In Honiara, they’ve just finished this brand-new stadium, and there’s not enough medicine in the main hospital in the country. There’s medicine shortages, so they’re turning people away from the hospital. You couldn’t ask for a more clear contrast in terms of the misallocation of priorities from the Chinese approach. And that really angers people.
There is a really quite sad cynicism among many rural Solomon Islanders that nothing will ever change. They saw billions of dollars getting pumped into Honiara previously from Australia in terms of its peacekeeping efforts and state-building efforts. Now they’re seeing millions of dollars or hundreds of millions, at least, going into sporting infrastructure supported by China.
So there’s an opportunity for Australia or the United States there, right?
Australia is not going to build sports stadiums in Solomon Islands — and nor should we. But what Australia, the United States, the broader development ecosystem should be doing is figuring out how to solve the problems that no one else can or will — those really stubborn, long-term, grass-roots issues. Things like small-scale energy, poverty alleviation, making sure that local clinics have enough medicine.
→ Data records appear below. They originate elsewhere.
// Domain layer: record and receipt models plus the ports the driver depends on.

pub mod model;
pub mod ports;
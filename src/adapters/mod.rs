// Adapters layer: concrete implementations of the domain ports for external systems.

pub mod smtp;
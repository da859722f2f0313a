use crate::core::Storage;
use crate::utils::error::Result;
use std::fs;
use std::path::Path;

#[derive(Debug, Clone)]
pub struct LocalStorage {
    base_path: String,
}

impl LocalStorage {
    pub fn new(base_path: String) -> Self {
        Self { base_path }
    }
}

impl Storage for LocalStorage {
    async fn write_file(&self, path: &str, data: &[u8]) -> Result<String> {
        let full_path = Path::new(&self.base_path).join(path);

        if let Some(parent) = full_path.parent() {
            fs::create_dir_all(parent)?;
        }

        fs::write(&full_path, data)?;
        Ok(full_path.display().to_string())
    }
}
pub mod adapters;
#[cfg(feature = "cli")]
pub mod app;
pub mod config;
pub mod core;
pub mod domain;
pub mod utils;

#[cfg(feature = "cli")]
pub use config::CliConfig;

pub use adapters::smtp::SmtpMailer;
pub use config::cli::LocalStorage;
pub use core::engine::ReceiptEngine;
pub use domain::model::{RunSummary, StudentRecord};
pub use utils::error::{ReceiptError, Result};
// Application layer: wires CLI settings, config files and adapters into a receipt run.

use crate::adapters::smtp::{validate_sender, SmtpMailer};
use crate::config::cli::LocalStorage;
use crate::config::positions::PositionsConfig;
use crate::config::receipt::ReceiptConfig;
use crate::config::smtp::SmtpSettings;
use crate::config::CliConfig;
use crate::core::composer::EmailComposer;
use crate::core::engine::ReceiptEngine;
use crate::core::reader::read_students;
use crate::core::renderer::ReceiptTemplate;
use crate::domain::model::RunSummary;
use crate::domain::ports::Mailer;
use crate::utils::error::{ReceiptError, Result};
use crate::utils::validation::Validate;
use std::path::Path;

/// Loads every input and returns an engine in preview mode.
///
/// Any error here is a setup failure: nothing has been rendered yet.
pub fn build_engine(config: &CliConfig) -> Result<ReceiptEngine<LocalStorage>> {
    config.validate()?;

    let receipt = ReceiptConfig::from_file(&config.config)?;
    let positions = PositionsConfig::from_file(&config.positions)?;
    let composer = EmailComposer::from_file(&config.email_template, &receipt.email_subject)?;
    let template = ReceiptTemplate::from_file(&config.template)?;
    tracing::info!(
        "Loaded template {} ({} positioned fields)",
        config.template,
        positions.fields.len()
    );

    std::fs::create_dir_all(&config.output)
        .map_err(|e| ReceiptError::file(config.output.clone(), e.to_string()))?;

    Ok(ReceiptEngine::new(
        LocalStorage::new(config.output.clone()),
        template,
        positions,
        receipt,
        composer,
    ))
}

/// Runs with SMTP delivery when `--send` is given, otherwise previews.
pub async fn run(config: &CliConfig) -> Result<RunSummary> {
    let mailer: Option<Box<dyn Mailer>> = if config.send {
        let settings = SmtpSettings::from_env()?;
        tracing::info!("Sending through {}:{}", settings.host, settings.port);
        Some(Box::new(SmtpMailer::new(&settings)?))
    } else {
        None
    };

    run_with_mailer(config, mailer).await
}

pub async fn run_with_mailer(
    config: &CliConfig,
    mailer: Option<Box<dyn Mailer>>,
) -> Result<RunSummary> {
    let mut engine = build_engine(config)?;
    if let Some(mailer) = mailer {
        validate_sender(engine.receipt_config())?;
        engine = engine.with_mailer(mailer);
    }

    let records = read_students(Path::new(&config.excel), engine.receipt_config())?;
    Ok(engine.run(records).await)
}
I went to the home village of the head of Malaita for Democracy, Knoxley Atu. He’s the figurehead of the anti-China movement in the whole country. On the same ferry that I caught across to Malaita, a bunch of Chinese businessmen came over and they were going to that exact same area, within a few kilometers, to finalize a prospecting deal for a mine, which they managed to do by paying people, like, $1,000 each.
So literally in the heartland of the anti-China movement of the entire country, despite all of the promises and all the ambition, a couple of savvy Chinese business blokes with security guards rocked up with a bag of cash, and the community is so desperate for anything that suddenly, they stitch up this prospecting deal.